I actually searched a long of time on alibaba a device like this with the same hardware but a better aluminium case, but I never found it sadly, or you have to buy the components separately. You’ll find better systems but its way more expensive (like more than the double or triple of the price here), and the cases are not especially better.

I discovered this kind of case is sell by Alaska, which also sell better cases, but its quite hard to find these motherboard with this processor without passing by a Intel NUC. So yes, the intel nuc is great, but its way more expensive, and it has a fan.

In the past, I wanted make my own gaming machine entirely fanless, but, after years, the kickstarted project sadly failed for problems of logistics. They also had include a place to place directly quiet fans (which could run only when the computer is in heavy load).

Floxit · June 18, 2020, 12:46am

The machine works actually well if you don’t change the original settings, with the TDP 15w which is a power limit for U-serie, and you can also try the TDP UP 25w, which could be okay. But I removed it and made some tests to use only the classic thermal limit, and it was “okay” for the tasks I was using, with a small fan in the back of the case, with some crashes sometimes due to overheat, probably. haha There are not a lot of place to put a fan inside actually, and the cpu is in the other side, its designed to be fanless, and silence was also the reason why I wanted have them.

Floxit · June 18, 2020, 12:59am

I already gave the answer in my Bright message, but I wanted to clarify by saying the Topton product is actually really decent and stable if you use the standard TDP, but I didn’t dedicated these devices to nodes and the rares crashes (like one or two a month in a 24/24 usage) were not affecting me.

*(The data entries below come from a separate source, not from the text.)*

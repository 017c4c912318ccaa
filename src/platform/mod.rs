//! Platform abstraction layer
//!
//! Handles host differences for:
//! - Frame scheduling (requestAnimationFrame on web, manual stepping on host)
//! - The canvas surface and input/resize events (`web`, wasm32 only)

#[cfg(target_arch = "wasm32")]
pub mod web;

use std::cell::RefCell;
use std::rc::Rc;

use crate::animator::FieldAnimator;
use crate::renderer::Surface;

/// Callback run on the next frame with the frame timestamp in milliseconds
pub type FrameCallback = Box<dyn FnOnce(f64)>;

/// Host hook that runs a callback once, at the next display refresh
pub trait FrameScheduler {
    fn request_frame(&self, callback: FrameCallback);
}

/// Drive `animator` one frame per scheduler tick, re-arming after each frame.
///
/// There is no stop: the loop lives as long as the scheduler keeps firing.
pub fn run_loop<S, F>(animator: Rc<RefCell<FieldAnimator<S>>>, scheduler: F)
where
    S: Surface + 'static,
    F: FrameScheduler + Clone + 'static,
{
    let next = scheduler.clone();
    scheduler.request_frame(Box::new(move |time| {
        animator.borrow_mut().frame(time);
        run_loop(animator, next);
    }));
}

/// Scheduler that holds the pending callback until [`ManualScheduler::advance`]
#[derive(Clone, Default)]
pub struct ManualScheduler {
    pending: Rc<RefCell<Option<FrameCallback>>>,
}

impl ManualScheduler {
    pub fn new() -> Self {
        Self::default()
    }

    pub fn is_pending(&self) -> bool {
        self.pending.borrow().is_some()
    }

    /// Fire the pending callback, if any. Returns whether a frame ran.
    pub fn advance(&self, time: f64) -> bool {
        // Take before calling: the callback re-arms through `request_frame`
        let callback = self.pending.borrow_mut().take();
        match callback {
            Some(callback) => {
                callback(time);
                true
            }
            None => false,
        }
    }

    /// Advance `frames` times at a fixed interval starting after `start`
    pub fn run_frames(&self, frames: u32, start: f64, interval: f64) -> u32 {
        (1..=frames)
            .take_while(|&i| self.advance(start + i as f64 * interval))
            .count() as u32
    }
}

impl FrameScheduler for ManualScheduler {
    fn request_frame(&self, callback: FrameCallback) {
        let replaced = self.pending.borrow_mut().replace(callback);
        if replaced.is_some() {
            log::warn!("Frame requested twice before it ran; dropping the older callback");
        }
    }
}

But even if the price was cheap, it’s actually a pretty good value.

I paid actually way more for the german mini pc I used for 5 years, but when you look inside, you often find the same components originally made in China (but the Cirrus7 fanless case is made of several aluminium frames and heat pipes, so it performs better). But I also delidded the CPU one year ago and took risk to put liquid metal, so its possible its also my fault, even if I doubt it happens only after one year. The harder to find in China is the trust of the supplier, but Topton is stresstesting for 24/48h their minipcs with the original TDP, and they work for business. It also comes with 3-years garantee. So far, it’s a pretty good value for a “normal use” (not like me, because I actually diverted its use as “mini-distributed-computing rigs”).

I don’t want blame the chinese manufacturer, and I suggest them for anyone because I’m pretty sure they actually can be used for Storj nodes. Thanks to them, I was able to quadruple my ressources capacity for the computing cloud project, even if I’m still far to reach the ROI. Time will say how long it lasts, but of course, I don’t “overclock”, the thermal limit and Windows itself make the job to keep the temperature in a safe range, but I could still make some tweaks to limit the power slightly to avoid some crashes.

In bonus, some pictures of the manufacturer I asked. I appreciated to do a small virtual visit!

To conclude, for numerous of products I bought since a few years now, to concretize a lot of projects, I want to say thanks to China (and also Korea for Odroid haha).